Il se redressait à peine qu’il poussait un cri, en apercevant, non loin de lui, la voiture automobile dans laquelle il était monté avec un personnage rencontré chez Walter. La voiture avait été donner de l’avant contre le parapet du pont, elle était penchée sur le côté, en piètre état.
Un homme s’approcha, écartant autoritairement la foule, il était suivi de deux agents de police, il s’adressa à Person :
— Monsieur, fit-il, je suis inspecteur de la Sûreté. Cette voiture vous appartient-elle ?
— Mais non, répliqua l’entrepreneur, je suis monté dedans tout à l’heure avec son propriétaire ; nous avons eu sans doute un accident et puis j’ai perdu connaissance, je ne sais pas ce qui s’est passé.
Le policier qui interrogeait M. Person n’était autre que Léon, l’inspecteur de la Sûreté qui faisait équipe avec Michel et ce soir-là le remplaçait dans la surveillance quotidienne du pont Caulaincourt.
Léon, un excellent homme, ancien subordonné de Juve, portait sur son visage la trace indélébile de la cruauté de Fantômas : Léon en effet était borgne. Quelques mois auparavant, il avait perdu un œil dans un effroyable accident dont la cause avait été déterminée par le Roi du Crime.
— Il m’a semblé, dit l’entrepreneur, qu’à un moment donné, j’ai vu tout d’un coup surgir le fantôme dans la voiture.

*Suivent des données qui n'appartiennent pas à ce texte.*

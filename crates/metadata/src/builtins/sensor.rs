//! Image sensor keys.

crate::metadata_key!(SENSOR_BASE_GAIN_FACTOR, {
	name: "android.sensor.baseGainFactor",
	type: Rational,
	section: Characteristics,
	description: "Gain factor from electrons to raw units at unity gain",
});

crate::metadata_key!(SENSOR_EXPOSURE_TIME, {
	name: "android.sensor.exposureTime",
	type: I64,
	section: Request,
	description: "Exposure duration in nanoseconds",
});

crate::metadata_key!(SENSOR_FRAME_DURATION, {
	name: "android.sensor.frameDuration",
	type: I64,
	section: Request,
	description: "Minimum frame duration in nanoseconds",
});

crate::metadata_key!(SENSOR_SENSITIVITY, {
	name: "android.sensor.sensitivity",
	type: I32,
	section: Request,
	description: "Analog plus digital gain, in ISO arithmetic units",
});

crate::metadata_key!(SENSOR_TIMESTAMP, {
	name: "android.sensor.timestamp",
	type: I64,
	section: Result,
	description: "Start-of-exposure timestamp in nanoseconds",
});
//! Noise reduction pipeline keys.

crate::metadata_key!(NOISE_REDUCTION_MODE, {
	name: "android.noiseReduction.mode",
	type: I32,
	section: Request,
	description: "Noise filtering mode applied to the capture",
});
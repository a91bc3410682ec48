//! Dynamic value model for metadata containers.

use serde::{Deserialize, Serialize};

/// An exact rational value (numerator over denominator).
///
/// Used for fields like gain factors and exposure compensation steps where
/// the pipeline reports exact fractions rather than floats.
#[derive(Debug, Clone, Copy, PartialEq, Eq, Hash, Serialize, Deserialize)]
pub struct Rational {
	/// Numerator.
	pub numerator: i32,
	/// Denominator. Well-formed values keep this non-zero.
	pub denominator: i32,
}

impl Rational {
	/// Creates a rational from a numerator and denominator.
	pub const fn new(numerator: i32, denominator: i32) -> Self {
		Self {
			numerator,
			denominator,
		}
	}
}

impl core::fmt::Display for Rational {
	fn fmt(&self, f: &mut core::fmt::Formatter<'_>) -> core::fmt::Result {
		write!(f, "{}/{}", self.numerator, self.denominator)
	}
}

/// The declared wire type of a key's value.
#[derive(Debug, Clone, Copy, PartialEq, Eq, Hash, Serialize, Deserialize)]
pub enum ValueType {
	/// Unsigned byte.
	Byte,
	/// Signed 32-bit integer. Enum-valued fields use this type.
	I32,
	/// Signed 64-bit integer.
	I64,
	/// 32-bit float.
	F32,
	/// 64-bit float.
	F64,
	/// Exact rational.
	Rational,
	/// UTF-8 string.
	Str,
}

/// The value currently bound to a key in a metadata container.
#[derive(Debug, Clone, PartialEq, Serialize, Deserialize)]
pub enum MetadataValue {
	/// Unsigned byte value.
	Byte(u8),
	/// Signed 32-bit integer value.
	I32(i32),
	/// Signed 64-bit integer value.
	I64(i64),
	/// 32-bit float value.
	F32(f32),
	/// 64-bit float value.
	F64(f64),
	/// Exact rational value.
	Rational(Rational),
	/// UTF-8 string value.
	Str(String),
}

impl MetadataValue {
	/// Returns the byte value if this is a `Byte` variant.
	pub fn as_byte(&self) -> Option<u8> {
		match self {
			MetadataValue::Byte(v) => Some(*v),
			_ => None,
		}
	}

	/// Returns the integer value if this is an `I32` variant.
	pub fn as_i32(&self) -> Option<i32> {
		match self {
			MetadataValue::I32(v) => Some(*v),
			_ => None,
		}
	}

	/// Returns the integer value if this is an `I64` variant.
	pub fn as_i64(&self) -> Option<i64> {
		match self {
			MetadataValue::I64(v) => Some(*v),
			_ => None,
		}
	}

	/// Returns the float value if this is an `F32` variant.
	pub fn as_f32(&self) -> Option<f32> {
		match self {
			MetadataValue::F32(v) => Some(*v),
			_ => None,
		}
	}

	/// Returns the float value if this is an `F64` variant.
	pub fn as_f64(&self) -> Option<f64> {
		match self {
			MetadataValue::F64(v) => Some(*v),
			_ => None,
		}
	}

	/// Returns the rational value if this is a `Rational` variant.
	pub fn as_rational(&self) -> Option<Rational> {
		match self {
			MetadataValue::Rational(v) => Some(*v),
			_ => None,
		}
	}

	/// Returns the string value if this is a `Str` variant.
	pub fn as_str(&self) -> Option<&str> {
		match self {
			MetadataValue::Str(v) => Some(v),
			_ => None,
		}
	}

	/// Returns true if this value matches the given wire type.
	pub fn matches_type(&self, ty: ValueType) -> bool {
		self.value_type() == ty
	}

	/// Returns the wire type of this value.
	pub fn value_type(&self) -> ValueType {
		match self {
			MetadataValue::Byte(_) => ValueType::Byte,
			MetadataValue::I32(_) => ValueType::I32,
			MetadataValue::I64(_) => ValueType::I64,
			MetadataValue::F32(_) => ValueType::F32,
			MetadataValue::F64(_) => ValueType::F64,
			MetadataValue::Rational(_) => ValueType::Rational,
			MetadataValue::Str(_) => ValueType::Str,
		}
	}

	/// Returns the type name of this value.
	pub fn type_name(&self) -> &'static str {
		match self {
			MetadataValue::Byte(_) => "byte",
			MetadataValue::I32(_) => "i32",
			MetadataValue::I64(_) => "i64",
			MetadataValue::F32(_) => "f32",
			MetadataValue::F64(_) => "f64",
			MetadataValue::Rational(_) => "rational",
			MetadataValue::Str(_) => "str",
		}
	}
}

impl From<u8> for MetadataValue {
	fn from(v: u8) -> Self {
		MetadataValue::Byte(v)
	}
}

impl From<i32> for MetadataValue {
	fn from(v: i32) -> Self {
		MetadataValue::I32(v)
	}
}

impl From<i64> for MetadataValue {
	fn from(v: i64) -> Self {
		MetadataValue::I64(v)
	}
}

impl From<f32> for MetadataValue {
	fn from(v: f32) -> Self {
		MetadataValue::F32(v)
	}
}

impl From<f64> for MetadataValue {
	fn from(v: f64) -> Self {
		MetadataValue::F64(v)
	}
}

impl From<Rational> for MetadataValue {
	fn from(v: Rational) -> Self {
		MetadataValue::Rational(v)
	}
}

impl From<String> for MetadataValue {
	fn from(v: String) -> Self {
		MetadataValue::Str(v)
	}
}

impl From<&str> for MetadataValue {
	fn from(v: &str) -> Self {
		MetadataValue::Str(v.to_string())
	}
}

// Seal the FromMetadataValue trait to prevent external implementations.
mod sealed {
	pub trait Sealed {}
	impl Sealed for u8 {}
	impl Sealed for i32 {}
	impl Sealed for i64 {}
	impl Sealed for f32 {}
	impl Sealed for f64 {}
	impl Sealed for super::Rational {}
	impl Sealed for String {}
}

/// Trait for Rust types that can be extracted from a [`MetadataValue`].
///
/// Keys are parameterized over an implementor of this trait; it is what ties
/// a key's compile-time type to its declared [`ValueType`].
pub trait FromMetadataValue: sealed::Sealed + Sized {
	/// Extracts the value, returning `None` if the variant doesn't match.
	fn from_value(value: &MetadataValue) -> Option<Self>;

	/// Returns the wire type corresponding to this Rust type.
	fn value_type() -> ValueType;
}

impl FromMetadataValue for u8 {
	fn from_value(value: &MetadataValue) -> Option<Self> {
		value.as_byte()
	}

	fn value_type() -> ValueType {
		ValueType::Byte
	}
}

impl FromMetadataValue for i32 {
	fn from_value(value: &MetadataValue) -> Option<Self> {
		value.as_i32()
	}

	fn value_type() -> ValueType {
		ValueType::I32
	}
}

impl FromMetadataValue for i64 {
	fn from_value(value: &MetadataValue) -> Option<Self> {
		value.as_i64()
	}

	fn value_type() -> ValueType {
		ValueType::I64
	}
}

impl FromMetadataValue for f32 {
	fn from_value(value: &MetadataValue) -> Option<Self> {
		value.as_f32()
	}

	fn value_type() -> ValueType {
		ValueType::F32
	}
}

impl FromMetadataValue for f64 {
	fn from_value(value: &MetadataValue) -> Option<Self> {
		value.as_f64()
	}

	fn value_type() -> ValueType {
		ValueType::F64
	}
}

impl FromMetadataValue for Rational {
	fn from_value(value: &MetadataValue) -> Option<Self> {
		value.as_rational()
	}

	fn value_type() -> ValueType {
		ValueType::Rational
	}
}

impl FromMetadataValue for String {
	fn from_value(value: &MetadataValue) -> Option<Self> {
		value.as_str().map(|s| s.to_string())
	}

	fn value_type() -> ValueType {
		ValueType::Str
	}
}

#[cfg(test)]
mod tests {
	use super::*;

	#[test]
	fn test_accessors_match_variant() {
		assert_eq!(MetadataValue::I32(7).as_i32(), Some(7));
		assert_eq!(MetadataValue::I32(7).as_i64(), None);
		assert_eq!(MetadataValue::Str("x".into()).as_str(), Some("x"));
		assert_eq!(
			MetadataValue::Rational(Rational::new(1, 3)).as_rational(),
			Some(Rational::new(1, 3))
		);
	}

	#[test]
	fn test_matches_type() {
		assert!(MetadataValue::Byte(1).matches_type(ValueType::Byte));
		assert!(!MetadataValue::Byte(1).matches_type(ValueType::I32));
		assert!(MetadataValue::F64(0.5).matches_type(ValueType::F64));
	}

	#[test]
	fn test_from_value_respects_type() {
		let v = MetadataValue::from(42i32);
		assert_eq!(i32::from_value(&v), Some(42));
		assert_eq!(f32::from_value(&v), None);
		assert_eq!(String::from_value(&v), None);
	}

	#[test]
	fn test_rust_type_to_wire_type() {
		assert_eq!(u8::value_type(), ValueType::Byte);
		assert_eq!(i32::value_type(), ValueType::I32);
		assert_eq!(i64::value_type(), ValueType::I64);
		assert_eq!(f32::value_type(), ValueType::F32);
		assert_eq!(f64::value_type(), ValueType::F64);
		assert_eq!(Rational::value_type(), ValueType::Rational);
		assert_eq!(String::value_type(), ValueType::Str);
	}
}
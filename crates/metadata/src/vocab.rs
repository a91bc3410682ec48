//! Enum-value vocabulary for the built-in keys.
//!
//! Integer-typed keys take their values from these named constants. The
//! table is plain data mirrored from the platform metadata definitions; it
//! carries no behavior and values must never be renumbered.

// android.lens.facing

/// The camera faces the same direction as the device screen.
pub const LENS_FACING_FRONT: i32 = 0;
/// The camera faces the opposite direction of the device screen.
pub const LENS_FACING_BACK: i32 = 1;

// android.lens.opticalStabilizationMode

/// Optical stabilization disabled.
pub const LENS_OPTICAL_STABILIZATION_MODE_OFF: i32 = 0;
/// Optical stabilization enabled.
pub const LENS_OPTICAL_STABILIZATION_MODE_ON: i32 = 1;

// android.lens.state

/// Lens parameters are settled.
pub const LENS_STATE_STATIONARY: i32 = 0;
/// One or more lens parameters are still changing.
pub const LENS_STATE_MOVING: i32 = 1;

// android.led.availableLeds

/// The transmit LED is available.
pub const LED_AVAILABLE_LEDS_TRANSMIT: i32 = 0;

// android.info.supportedHardwareLevel

/// Baseline feature set.
pub const INFO_SUPPORTED_HARDWARE_LEVEL_LIMITED: i32 = 0;
/// Full per-frame control feature set.
pub const INFO_SUPPORTED_HARDWARE_LEVEL_FULL: i32 = 1;

// android.colorCorrection.mode

/// Use the client-supplied transform matrix and gains.
pub const COLOR_CORRECTION_MODE_TRANSFORM_MATRIX: i32 = 0;
/// Device-chosen color conversion, must not slow down the frame rate.
pub const COLOR_CORRECTION_MODE_FAST: i32 = 1;
/// Highest-quality color conversion, frame rate may drop.
pub const COLOR_CORRECTION_MODE_HIGH_QUALITY: i32 = 2;

// android.control.aeAntibandingMode

pub const CONTROL_AE_ANTIBANDING_MODE_OFF: i32 = 0;
pub const CONTROL_AE_ANTIBANDING_MODE_50HZ: i32 = 1;
pub const CONTROL_AE_ANTIBANDING_MODE_60HZ: i32 = 2;
pub const CONTROL_AE_ANTIBANDING_MODE_AUTO: i32 = 3;

// android.control.aeMode

/// Auto-exposure disabled; exposure is controlled by the request fields.
pub const CONTROL_AE_MODE_OFF: i32 = 0;
/// Auto-exposure active, flash not used.
pub const CONTROL_AE_MODE_ON: i32 = 1;
/// Auto-exposure active, flash fired at capture time when needed.
pub const CONTROL_AE_MODE_ON_AUTO_FLASH: i32 = 2;
/// Auto-exposure active, flash always fired at capture time.
pub const CONTROL_AE_MODE_ON_ALWAYS_FLASH: i32 = 3;
/// Like auto-flash, with red-eye reduction before the capture.
pub const CONTROL_AE_MODE_ON_AUTO_FLASH_REDEYE: i32 = 4;

// android.control.afMode

/// Auto-focus disabled; focus distance is controlled by the request.
pub const CONTROL_AF_MODE_OFF: i32 = 0;
/// Basic single-shot auto-focus.
pub const CONTROL_AF_MODE_AUTO: i32 = 1;
/// Close-in focus scan.
pub const CONTROL_AF_MODE_MACRO: i32 = 2;
/// Continuous focus optimized for video.
pub const CONTROL_AF_MODE_CONTINUOUS_VIDEO: i32 = 3;
/// Continuous focus optimized for still capture.
pub const CONTROL_AF_MODE_CONTINUOUS_PICTURE: i32 = 4;
/// Extended depth of field; no active focusing.
pub const CONTROL_AF_MODE_EDOF: i32 = 5;

// android.control.awbMode

pub const CONTROL_AWB_MODE_OFF: i32 = 0;
pub const CONTROL_AWB_MODE_AUTO: i32 = 1;
pub const CONTROL_AWB_MODE_INCANDESCENT: i32 = 2;
pub const CONTROL_AWB_MODE_FLUORESCENT: i32 = 3;
pub const CONTROL_AWB_MODE_WARM_FLUORESCENT: i32 = 4;
pub const CONTROL_AWB_MODE_DAYLIGHT: i32 = 5;
pub const CONTROL_AWB_MODE_CLOUDY_DAYLIGHT: i32 = 6;
pub const CONTROL_AWB_MODE_TWILIGHT: i32 = 7;
pub const CONTROL_AWB_MODE_SHADE: i32 = 8;

// android.control.captureIntent

pub const CONTROL_CAPTURE_INTENT_CUSTOM: i32 = 0;
pub const CONTROL_CAPTURE_INTENT_PREVIEW: i32 = 1;
pub const CONTROL_CAPTURE_INTENT_STILL_CAPTURE: i32 = 2;
pub const CONTROL_CAPTURE_INTENT_VIDEO_RECORD: i32 = 3;
pub const CONTROL_CAPTURE_INTENT_VIDEO_SNAPSHOT: i32 = 4;
pub const CONTROL_CAPTURE_INTENT_ZERO_SHUTTER_LAG: i32 = 5;

// android.control.effectMode

pub const CONTROL_EFFECT_MODE_OFF: i32 = 0;
pub const CONTROL_EFFECT_MODE_MONO: i32 = 1;
pub const CONTROL_EFFECT_MODE_NEGATIVE: i32 = 2;
pub const CONTROL_EFFECT_MODE_SOLARIZE: i32 = 3;
pub const CONTROL_EFFECT_MODE_SEPIA: i32 = 4;
pub const CONTROL_EFFECT_MODE_POSTERIZE: i32 = 5;
pub const CONTROL_EFFECT_MODE_WHITEBOARD: i32 = 6;
pub const CONTROL_EFFECT_MODE_BLACKBOARD: i32 = 7;
pub const CONTROL_EFFECT_MODE_AQUA: i32 = 8;

// android.control.mode

/// 3A routines disabled; the request fields apply directly.
pub const CONTROL_MODE_OFF: i32 = 0;
/// Individual 3A routines run according to their own mode fields.
pub const CONTROL_MODE_AUTO: i32 = 1;
/// The scene mode drives the 3A routines.
pub const CONTROL_MODE_USE_SCENE_MODE: i32 = 2;

// android.control.sceneMode

pub const CONTROL_SCENE_MODE_DISABLED: i32 = 0;
pub const CONTROL_SCENE_MODE_FACE_PRIORITY: i32 = 1;
pub const CONTROL_SCENE_MODE_ACTION: i32 = 2;
pub const CONTROL_SCENE_MODE_PORTRAIT: i32 = 3;
pub const CONTROL_SCENE_MODE_LANDSCAPE: i32 = 4;
pub const CONTROL_SCENE_MODE_NIGHT: i32 = 5;
pub const CONTROL_SCENE_MODE_NIGHT_PORTRAIT: i32 = 6;
pub const CONTROL_SCENE_MODE_THEATRE: i32 = 7;
pub const CONTROL_SCENE_MODE_BEACH: i32 = 8;
pub const CONTROL_SCENE_MODE_SNOW: i32 = 9;
pub const CONTROL_SCENE_MODE_SUNSET: i32 = 10;
pub const CONTROL_SCENE_MODE_STEADYPHOTO: i32 = 11;
pub const CONTROL_SCENE_MODE_FIREWORKS: i32 = 12;
pub const CONTROL_SCENE_MODE_SPORTS: i32 = 13;
pub const CONTROL_SCENE_MODE_PARTY: i32 = 14;
pub const CONTROL_SCENE_MODE_CANDLELIGHT: i32 = 15;
pub const CONTROL_SCENE_MODE_BARCODE: i32 = 16;

// android.control.aeState

pub const CONTROL_AE_STATE_INACTIVE: i32 = 0;
pub const CONTROL_AE_STATE_SEARCHING: i32 = 1;
pub const CONTROL_AE_STATE_CONVERGED: i32 = 2;
pub const CONTROL_AE_STATE_LOCKED: i32 = 3;
pub const CONTROL_AE_STATE_FLASH_REQUIRED: i32 = 4;
pub const CONTROL_AE_STATE_PRECAPTURE: i32 = 5;

// android.control.afState

pub const CONTROL_AF_STATE_INACTIVE: i32 = 0;
pub const CONTROL_AF_STATE_PASSIVE_SCAN: i32 = 1;
pub const CONTROL_AF_STATE_PASSIVE_FOCUSED: i32 = 2;
pub const CONTROL_AF_STATE_ACTIVE_SCAN: i32 = 3;
pub const CONTROL_AF_STATE_FOCUSED_LOCKED: i32 = 4;
pub const CONTROL_AF_STATE_NOT_FOCUSED_LOCKED: i32 = 5;
pub const CONTROL_AF_STATE_PASSIVE_UNFOCUSED: i32 = 6;

// android.control.awbState

pub const CONTROL_AWB_STATE_INACTIVE: i32 = 0;
pub const CONTROL_AWB_STATE_SEARCHING: i32 = 1;
pub const CONTROL_AWB_STATE_CONVERGED: i32 = 2;
pub const CONTROL_AWB_STATE_LOCKED: i32 = 3;

// android.flash.mode

/// Flash does not fire.
pub const FLASH_MODE_OFF: i32 = 0;
/// Flash fires once for this capture.
pub const FLASH_MODE_SINGLE: i32 = 1;
/// Flash is held on continuously.
pub const FLASH_MODE_TORCH: i32 = 2;

// android.flash.state

pub const FLASH_STATE_UNAVAILABLE: i32 = 0;
pub const FLASH_STATE_CHARGING: i32 = 1;
pub const FLASH_STATE_READY: i32 = 2;
pub const FLASH_STATE_FIRED: i32 = 3;

// android.noiseReduction.mode

/// No noise filtering.
pub const NOISE_REDUCTION_MODE_OFF: i32 = 0;
/// Filtering that must not slow down the frame rate.
pub const NOISE_REDUCTION_MODE_FAST: i32 = 1;
/// Highest-quality filtering, frame rate may drop.
pub const NOISE_REDUCTION_MODE_HIGH_QUALITY: i32 = 2;

// android.statistics.faceDetectMode

pub const STATISTICS_FACE_DETECT_MODE_OFF: i32 = 0;
/// Face rectangles and confidences only.
pub const STATISTICS_FACE_DETECT_MODE_SIMPLE: i32 = 1;
/// Rectangles, confidences, landmarks, and face ids.
pub const STATISTICS_FACE_DETECT_MODE_FULL: i32 = 2;

// android.statistics.lensShadingMapMode

pub const STATISTICS_LENS_SHADING_MAP_MODE_OFF: i32 = 0;
pub const STATISTICS_LENS_SHADING_MAP_MODE_ON: i32 = 1;

// android.statistics.sceneFlicker

pub const STATISTICS_SCENE_FLICKER_NONE: i32 = 0;
pub const STATISTICS_SCENE_FLICKER_50HZ: i32 = 1;
pub const STATISTICS_SCENE_FLICKER_60HZ: i32 = 2;

// android.tonemap.mode

/// Use the client-supplied tonemap curve.
pub const TONEMAP_MODE_CONTRAST_CURVE: i32 = 0;
/// Device-chosen curve, must not slow down the frame rate.
pub const TONEMAP_MODE_FAST: i32 = 1;
/// Highest-quality curve, frame rate may drop.
pub const TONEMAP_MODE_HIGH_QUALITY: i32 = 2;
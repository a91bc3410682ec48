//! Built-in key declarations, grouped by camera subsystem.

pub mod color_correction;
pub mod control;
pub mod flash;
pub mod info;
pub mod led;
pub mod lens;
pub mod noise_reduction;
pub mod scaler;
pub mod sensor;
pub mod statistics;
pub mod tonemap;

Tandis que certains agents recherchaient le propriétaire de l’automobile qui avait disparu, l’un d’eux qui fouillait le véhicule poussait un cri :
— Non, ce n’est pas possible.
— Qu’est-ce qu’il y a ?
L’agent sortit de l’intérieur de la voiture, il tenait des vêtements, des vêtements noirs, fins et souples, et un plastron blanc.
— Encore, grogna Léon.
Il s’approchait de l’agent, mais il s’arrêta court. Derrière lui, un gémissement venait de retentir, qui s’était échappé des lèvres de M. Person.
— Volé, murmurait Person, volé, je n’ai plus mon portefeuille. Disparu.
— Qu’est-ce que vous dites ?
— Oui, monsieur, j’ai été odieusement dépouillé. Figurez-vous que j’avais vingt mille francs en billets de banque. Ils ont disparu. Ah, mon Dieu, ah, mon Dieu !
***
— Enfin, mon cher Juve, y comprenez-vous quelque chose ?
— Rien, dit Juve.
Le policier se trouvait au Palais de Justice, dans le cabinet du juge d’instruction qui avait remplacé l’infortuné Mourier, mystérieusement assassiné quarante-huit heures plus tôt.
Or, le magistrat qui avait pris la suite du défunt n’était autre que M. Fuselier, juge habile et documenté, qui, à maintes reprises, avait eu à intervenir dans des procès, dans des enquêtes auxquelles Juve était mêlé, et non pas Juve tout seul, mais encore et aussi Fandor, enfin et surtout, Fantômas.